Problem to solve:
These records need to be repeated exactly, every one of them.

Records for this exercise:
------------------------------------

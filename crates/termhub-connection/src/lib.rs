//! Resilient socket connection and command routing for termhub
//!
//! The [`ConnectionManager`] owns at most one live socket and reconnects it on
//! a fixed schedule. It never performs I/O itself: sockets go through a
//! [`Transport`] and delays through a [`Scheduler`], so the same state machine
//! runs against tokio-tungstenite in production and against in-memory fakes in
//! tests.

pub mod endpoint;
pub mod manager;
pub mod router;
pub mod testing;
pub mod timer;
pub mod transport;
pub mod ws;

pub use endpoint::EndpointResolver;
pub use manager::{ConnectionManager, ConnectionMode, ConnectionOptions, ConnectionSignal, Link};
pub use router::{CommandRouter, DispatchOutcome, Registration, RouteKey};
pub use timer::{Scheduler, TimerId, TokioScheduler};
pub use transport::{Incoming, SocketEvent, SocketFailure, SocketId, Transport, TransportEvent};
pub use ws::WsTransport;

------------------------------------

Response for this exercise:
filename crates/termhub-connection/src/lib.rs
//! Resilient socket connection and command routing for termhub
//!
//! The [`ConnectionManager`] owns at most one live socket and reconnects it on
//! a fixed schedule. It never performs I/O itself: sockets go through a
//! [`Transport`] and delays through a [`Scheduler`], so the same state machine
//! runs against tokio-tungstenite in production and against in-memory fakes in
//! tests.

pub mod endpoint;
pub mod manager;
pub mod router;
pub mod testing;
pub mod timer;
pub mod transport;
pub mod ws;

pub use endpoint::EndpointResolver;
pub use manager::{ConnectionManager, ConnectionMode, ConnectionOptions, ConnectionSignal, Link};
pub use router::{CommandRouter, DispatchOutcome, Registration, RouteKey};
pub use timer::{Scheduler, TimerId, TokioScheduler};
pub use transport::{Incoming, SocketEvent, SocketFailure, SocketId, Transport, TransportEvent};
pub use ws::WsTransport;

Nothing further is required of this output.